WHAT IS EXPECTED — Write out the following listing's lines from the one with "logger.expect_warn().returning(|_| ());" to the one with "use config::app_config::AppConfig;", exactly, with both included and no others.

RECORDS SHOWN —
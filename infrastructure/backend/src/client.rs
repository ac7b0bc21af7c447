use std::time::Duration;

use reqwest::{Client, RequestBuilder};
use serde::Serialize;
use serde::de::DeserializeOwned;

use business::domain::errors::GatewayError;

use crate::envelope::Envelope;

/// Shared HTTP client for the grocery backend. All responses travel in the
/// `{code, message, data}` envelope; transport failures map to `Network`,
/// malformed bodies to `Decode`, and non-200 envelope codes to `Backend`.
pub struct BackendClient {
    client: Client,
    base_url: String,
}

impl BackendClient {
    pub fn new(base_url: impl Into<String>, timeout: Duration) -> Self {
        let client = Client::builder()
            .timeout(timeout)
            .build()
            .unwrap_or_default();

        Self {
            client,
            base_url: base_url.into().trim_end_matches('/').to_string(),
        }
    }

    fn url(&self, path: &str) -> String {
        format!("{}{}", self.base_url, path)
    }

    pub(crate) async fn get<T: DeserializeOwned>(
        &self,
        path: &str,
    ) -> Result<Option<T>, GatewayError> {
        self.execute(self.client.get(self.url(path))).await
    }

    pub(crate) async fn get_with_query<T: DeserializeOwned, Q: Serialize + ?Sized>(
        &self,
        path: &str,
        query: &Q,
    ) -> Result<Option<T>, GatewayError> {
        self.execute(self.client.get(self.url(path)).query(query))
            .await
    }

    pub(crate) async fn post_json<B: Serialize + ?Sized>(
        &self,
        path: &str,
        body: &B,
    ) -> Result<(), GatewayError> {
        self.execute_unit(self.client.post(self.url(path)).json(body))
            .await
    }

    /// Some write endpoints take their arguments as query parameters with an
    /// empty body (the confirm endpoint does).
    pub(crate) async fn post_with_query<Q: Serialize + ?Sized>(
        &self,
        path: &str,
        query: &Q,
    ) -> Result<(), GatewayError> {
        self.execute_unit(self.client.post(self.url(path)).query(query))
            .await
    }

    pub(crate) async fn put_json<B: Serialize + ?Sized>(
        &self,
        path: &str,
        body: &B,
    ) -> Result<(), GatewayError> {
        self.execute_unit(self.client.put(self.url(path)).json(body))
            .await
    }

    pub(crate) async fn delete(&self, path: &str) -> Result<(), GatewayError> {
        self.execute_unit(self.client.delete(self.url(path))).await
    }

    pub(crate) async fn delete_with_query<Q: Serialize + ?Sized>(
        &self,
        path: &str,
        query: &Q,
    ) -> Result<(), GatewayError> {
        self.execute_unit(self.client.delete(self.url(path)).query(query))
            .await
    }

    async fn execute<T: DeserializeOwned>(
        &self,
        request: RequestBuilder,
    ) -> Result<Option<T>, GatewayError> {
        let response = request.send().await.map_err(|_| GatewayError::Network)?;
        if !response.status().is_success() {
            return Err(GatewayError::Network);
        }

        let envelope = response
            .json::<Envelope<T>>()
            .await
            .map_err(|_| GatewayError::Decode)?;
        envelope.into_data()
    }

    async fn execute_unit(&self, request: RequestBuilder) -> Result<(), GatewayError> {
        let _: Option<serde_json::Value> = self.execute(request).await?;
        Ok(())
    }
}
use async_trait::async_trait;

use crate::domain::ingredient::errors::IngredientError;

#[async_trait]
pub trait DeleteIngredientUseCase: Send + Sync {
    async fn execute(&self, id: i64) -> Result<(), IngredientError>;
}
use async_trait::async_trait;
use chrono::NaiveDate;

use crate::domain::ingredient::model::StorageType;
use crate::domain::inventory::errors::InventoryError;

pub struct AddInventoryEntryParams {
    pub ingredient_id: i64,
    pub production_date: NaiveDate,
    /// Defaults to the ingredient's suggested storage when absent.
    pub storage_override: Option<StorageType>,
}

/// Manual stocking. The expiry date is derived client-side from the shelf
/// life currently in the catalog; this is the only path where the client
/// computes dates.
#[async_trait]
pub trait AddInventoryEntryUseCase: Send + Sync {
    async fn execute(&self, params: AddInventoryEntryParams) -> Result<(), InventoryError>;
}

...

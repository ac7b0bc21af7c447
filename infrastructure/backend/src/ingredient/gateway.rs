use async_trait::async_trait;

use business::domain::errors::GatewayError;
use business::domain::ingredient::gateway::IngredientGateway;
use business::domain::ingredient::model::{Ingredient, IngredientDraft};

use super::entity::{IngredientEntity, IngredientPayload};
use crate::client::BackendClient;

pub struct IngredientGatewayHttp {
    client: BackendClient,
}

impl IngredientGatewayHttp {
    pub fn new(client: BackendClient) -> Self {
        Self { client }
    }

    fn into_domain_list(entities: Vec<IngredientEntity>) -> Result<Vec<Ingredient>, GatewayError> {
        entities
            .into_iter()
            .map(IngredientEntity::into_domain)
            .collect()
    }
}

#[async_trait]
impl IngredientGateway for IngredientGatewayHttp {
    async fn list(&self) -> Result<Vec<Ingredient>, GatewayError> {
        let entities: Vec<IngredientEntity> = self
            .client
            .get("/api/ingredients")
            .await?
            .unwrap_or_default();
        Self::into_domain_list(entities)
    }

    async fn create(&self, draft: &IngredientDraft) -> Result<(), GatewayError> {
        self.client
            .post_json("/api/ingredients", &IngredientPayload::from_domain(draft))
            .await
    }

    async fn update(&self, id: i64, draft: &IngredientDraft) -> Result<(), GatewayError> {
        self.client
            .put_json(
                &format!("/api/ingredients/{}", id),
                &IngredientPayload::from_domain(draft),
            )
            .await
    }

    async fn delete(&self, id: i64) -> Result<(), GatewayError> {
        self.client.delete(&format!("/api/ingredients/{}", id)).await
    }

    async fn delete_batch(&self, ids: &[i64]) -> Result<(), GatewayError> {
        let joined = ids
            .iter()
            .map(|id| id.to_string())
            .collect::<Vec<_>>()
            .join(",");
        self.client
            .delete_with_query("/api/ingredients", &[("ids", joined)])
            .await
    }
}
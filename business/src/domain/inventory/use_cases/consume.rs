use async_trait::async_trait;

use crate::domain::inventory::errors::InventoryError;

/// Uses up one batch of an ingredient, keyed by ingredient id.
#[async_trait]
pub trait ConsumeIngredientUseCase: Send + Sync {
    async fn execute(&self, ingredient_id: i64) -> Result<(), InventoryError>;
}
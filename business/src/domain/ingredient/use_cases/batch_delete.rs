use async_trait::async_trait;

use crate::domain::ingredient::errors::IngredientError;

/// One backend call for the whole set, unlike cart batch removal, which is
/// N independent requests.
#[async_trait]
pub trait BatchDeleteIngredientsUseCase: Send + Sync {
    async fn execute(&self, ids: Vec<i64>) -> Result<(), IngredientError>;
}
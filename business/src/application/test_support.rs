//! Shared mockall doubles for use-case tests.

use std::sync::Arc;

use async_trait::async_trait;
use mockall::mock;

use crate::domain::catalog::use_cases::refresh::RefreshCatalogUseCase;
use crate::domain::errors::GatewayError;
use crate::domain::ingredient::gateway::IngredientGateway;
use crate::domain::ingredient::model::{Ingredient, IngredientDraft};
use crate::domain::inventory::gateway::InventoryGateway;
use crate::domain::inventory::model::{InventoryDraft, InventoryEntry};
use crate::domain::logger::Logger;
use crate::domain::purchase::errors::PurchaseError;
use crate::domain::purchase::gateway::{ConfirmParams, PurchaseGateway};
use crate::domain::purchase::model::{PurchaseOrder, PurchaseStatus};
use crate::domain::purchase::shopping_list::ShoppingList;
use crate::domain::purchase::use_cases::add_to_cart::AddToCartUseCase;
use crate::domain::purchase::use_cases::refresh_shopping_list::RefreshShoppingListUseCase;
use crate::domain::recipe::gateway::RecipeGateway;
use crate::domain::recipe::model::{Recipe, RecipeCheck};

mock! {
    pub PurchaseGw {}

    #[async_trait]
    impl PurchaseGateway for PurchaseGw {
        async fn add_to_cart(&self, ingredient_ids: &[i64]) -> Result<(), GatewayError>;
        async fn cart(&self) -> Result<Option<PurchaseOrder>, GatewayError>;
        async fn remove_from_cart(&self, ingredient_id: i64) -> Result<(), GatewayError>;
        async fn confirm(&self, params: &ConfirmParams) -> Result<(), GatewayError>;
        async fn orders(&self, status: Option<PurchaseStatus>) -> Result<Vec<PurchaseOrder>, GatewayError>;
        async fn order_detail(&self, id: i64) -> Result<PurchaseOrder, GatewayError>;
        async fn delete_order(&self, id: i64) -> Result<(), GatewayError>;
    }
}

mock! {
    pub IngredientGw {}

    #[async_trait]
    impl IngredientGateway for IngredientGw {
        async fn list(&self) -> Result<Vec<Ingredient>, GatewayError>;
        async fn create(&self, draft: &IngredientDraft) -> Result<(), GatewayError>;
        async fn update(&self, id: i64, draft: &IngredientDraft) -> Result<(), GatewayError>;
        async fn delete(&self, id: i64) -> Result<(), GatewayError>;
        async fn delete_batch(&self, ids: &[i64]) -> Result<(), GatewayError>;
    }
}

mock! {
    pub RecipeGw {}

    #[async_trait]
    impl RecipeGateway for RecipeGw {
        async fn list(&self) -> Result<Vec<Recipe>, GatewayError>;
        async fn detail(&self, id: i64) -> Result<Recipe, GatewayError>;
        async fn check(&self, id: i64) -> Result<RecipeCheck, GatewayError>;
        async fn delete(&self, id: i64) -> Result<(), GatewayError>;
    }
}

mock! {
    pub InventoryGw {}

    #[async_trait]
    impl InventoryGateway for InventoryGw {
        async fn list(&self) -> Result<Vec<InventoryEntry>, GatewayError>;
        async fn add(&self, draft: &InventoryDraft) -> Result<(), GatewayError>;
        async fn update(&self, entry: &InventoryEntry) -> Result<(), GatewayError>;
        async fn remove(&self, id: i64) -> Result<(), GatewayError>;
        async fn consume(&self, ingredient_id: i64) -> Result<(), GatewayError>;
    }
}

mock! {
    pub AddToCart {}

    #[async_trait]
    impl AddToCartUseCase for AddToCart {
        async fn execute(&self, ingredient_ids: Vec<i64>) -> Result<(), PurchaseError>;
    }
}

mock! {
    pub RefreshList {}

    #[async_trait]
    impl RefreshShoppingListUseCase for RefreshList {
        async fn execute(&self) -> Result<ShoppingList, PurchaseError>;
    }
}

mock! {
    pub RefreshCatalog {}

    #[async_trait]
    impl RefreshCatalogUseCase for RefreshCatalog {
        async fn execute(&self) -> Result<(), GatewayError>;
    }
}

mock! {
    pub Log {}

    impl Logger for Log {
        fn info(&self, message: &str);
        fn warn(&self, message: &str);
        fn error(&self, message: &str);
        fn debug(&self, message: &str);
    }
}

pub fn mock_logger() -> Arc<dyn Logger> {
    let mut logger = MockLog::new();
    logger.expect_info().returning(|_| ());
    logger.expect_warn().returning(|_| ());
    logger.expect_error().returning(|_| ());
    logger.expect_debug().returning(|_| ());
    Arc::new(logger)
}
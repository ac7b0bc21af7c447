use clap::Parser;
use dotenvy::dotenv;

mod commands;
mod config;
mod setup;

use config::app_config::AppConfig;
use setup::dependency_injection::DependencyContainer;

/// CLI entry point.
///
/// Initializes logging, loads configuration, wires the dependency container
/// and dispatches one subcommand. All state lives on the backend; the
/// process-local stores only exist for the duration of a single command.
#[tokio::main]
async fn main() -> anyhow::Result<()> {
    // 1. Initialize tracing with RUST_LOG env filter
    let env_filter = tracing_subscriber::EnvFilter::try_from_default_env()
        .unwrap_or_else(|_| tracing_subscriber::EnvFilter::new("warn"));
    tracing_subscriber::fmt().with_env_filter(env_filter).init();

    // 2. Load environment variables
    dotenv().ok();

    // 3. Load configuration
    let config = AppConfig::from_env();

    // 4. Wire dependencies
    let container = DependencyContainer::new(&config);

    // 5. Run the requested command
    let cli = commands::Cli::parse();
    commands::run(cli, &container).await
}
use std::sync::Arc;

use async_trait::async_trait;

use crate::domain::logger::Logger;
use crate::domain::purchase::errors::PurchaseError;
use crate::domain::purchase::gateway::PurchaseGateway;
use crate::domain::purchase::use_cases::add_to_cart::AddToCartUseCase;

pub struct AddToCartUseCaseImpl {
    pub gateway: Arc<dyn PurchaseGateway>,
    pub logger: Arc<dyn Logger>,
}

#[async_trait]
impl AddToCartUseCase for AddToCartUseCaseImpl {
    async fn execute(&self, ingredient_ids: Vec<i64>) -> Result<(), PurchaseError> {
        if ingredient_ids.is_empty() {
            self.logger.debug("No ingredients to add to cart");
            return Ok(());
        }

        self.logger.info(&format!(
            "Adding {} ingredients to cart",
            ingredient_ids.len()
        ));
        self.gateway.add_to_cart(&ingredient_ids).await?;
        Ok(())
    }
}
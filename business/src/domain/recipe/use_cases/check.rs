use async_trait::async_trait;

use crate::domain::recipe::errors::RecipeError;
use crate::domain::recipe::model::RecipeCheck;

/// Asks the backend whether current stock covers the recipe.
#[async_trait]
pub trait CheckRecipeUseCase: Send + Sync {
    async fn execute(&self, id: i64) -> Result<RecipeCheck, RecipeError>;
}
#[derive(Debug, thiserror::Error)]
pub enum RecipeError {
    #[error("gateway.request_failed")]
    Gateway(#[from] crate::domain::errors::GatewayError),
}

---

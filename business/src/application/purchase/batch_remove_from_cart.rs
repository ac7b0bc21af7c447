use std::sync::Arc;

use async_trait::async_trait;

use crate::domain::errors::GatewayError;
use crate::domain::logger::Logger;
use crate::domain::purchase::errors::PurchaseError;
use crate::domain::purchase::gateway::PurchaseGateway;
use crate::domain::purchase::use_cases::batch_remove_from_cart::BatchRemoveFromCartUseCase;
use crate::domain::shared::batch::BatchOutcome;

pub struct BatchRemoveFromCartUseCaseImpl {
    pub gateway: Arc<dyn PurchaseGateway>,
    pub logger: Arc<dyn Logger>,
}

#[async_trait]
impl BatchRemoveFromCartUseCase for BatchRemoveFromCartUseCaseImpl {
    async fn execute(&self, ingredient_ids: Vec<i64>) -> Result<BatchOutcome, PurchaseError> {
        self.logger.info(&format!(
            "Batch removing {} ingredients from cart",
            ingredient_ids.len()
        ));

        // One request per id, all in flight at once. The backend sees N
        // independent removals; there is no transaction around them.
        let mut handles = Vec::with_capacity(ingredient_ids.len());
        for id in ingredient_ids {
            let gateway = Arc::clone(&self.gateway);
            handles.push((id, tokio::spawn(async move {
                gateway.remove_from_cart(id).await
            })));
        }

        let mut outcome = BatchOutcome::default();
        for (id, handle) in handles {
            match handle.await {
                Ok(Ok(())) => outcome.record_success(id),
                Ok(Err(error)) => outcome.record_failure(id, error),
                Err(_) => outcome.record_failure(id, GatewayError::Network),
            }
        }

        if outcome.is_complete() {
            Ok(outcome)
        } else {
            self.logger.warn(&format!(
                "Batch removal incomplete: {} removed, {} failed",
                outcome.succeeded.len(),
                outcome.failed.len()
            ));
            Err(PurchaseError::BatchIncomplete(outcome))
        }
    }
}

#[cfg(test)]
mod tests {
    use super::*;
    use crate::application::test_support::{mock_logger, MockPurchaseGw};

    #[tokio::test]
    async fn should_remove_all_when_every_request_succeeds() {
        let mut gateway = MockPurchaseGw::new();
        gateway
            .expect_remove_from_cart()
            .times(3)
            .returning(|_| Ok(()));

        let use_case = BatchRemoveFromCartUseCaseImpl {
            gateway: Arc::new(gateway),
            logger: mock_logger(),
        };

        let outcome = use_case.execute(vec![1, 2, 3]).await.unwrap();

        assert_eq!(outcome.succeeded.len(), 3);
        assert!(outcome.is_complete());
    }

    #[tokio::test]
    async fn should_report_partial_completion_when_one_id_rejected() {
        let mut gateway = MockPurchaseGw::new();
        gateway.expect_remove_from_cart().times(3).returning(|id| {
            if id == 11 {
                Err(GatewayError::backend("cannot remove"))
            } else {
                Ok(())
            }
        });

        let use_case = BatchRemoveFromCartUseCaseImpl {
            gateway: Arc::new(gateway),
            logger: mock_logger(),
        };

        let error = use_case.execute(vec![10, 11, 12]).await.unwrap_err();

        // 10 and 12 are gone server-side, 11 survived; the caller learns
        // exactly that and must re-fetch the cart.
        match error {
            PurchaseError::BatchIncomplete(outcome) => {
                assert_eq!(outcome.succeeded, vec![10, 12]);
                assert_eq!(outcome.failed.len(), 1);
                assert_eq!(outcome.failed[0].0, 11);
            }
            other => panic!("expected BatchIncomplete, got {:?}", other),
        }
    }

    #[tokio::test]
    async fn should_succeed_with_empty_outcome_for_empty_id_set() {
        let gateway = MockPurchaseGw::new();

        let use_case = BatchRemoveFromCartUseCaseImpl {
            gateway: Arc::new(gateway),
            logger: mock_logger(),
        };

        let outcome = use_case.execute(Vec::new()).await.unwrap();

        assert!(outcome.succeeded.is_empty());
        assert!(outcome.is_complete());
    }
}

FINISHED EXERCISE —
    logger.expect_warn().returning(|_| ());
    logger.expect_error().returning(|_| ());
    logger.expect_debug().returning(|_| ());
    Arc::new(logger)
}
repository ac7b0bc21af7c447
use clap::Parser;
use dotenvy::dotenv;

mod commands;
mod config;
mod setup;

use config::app_config::AppConfig;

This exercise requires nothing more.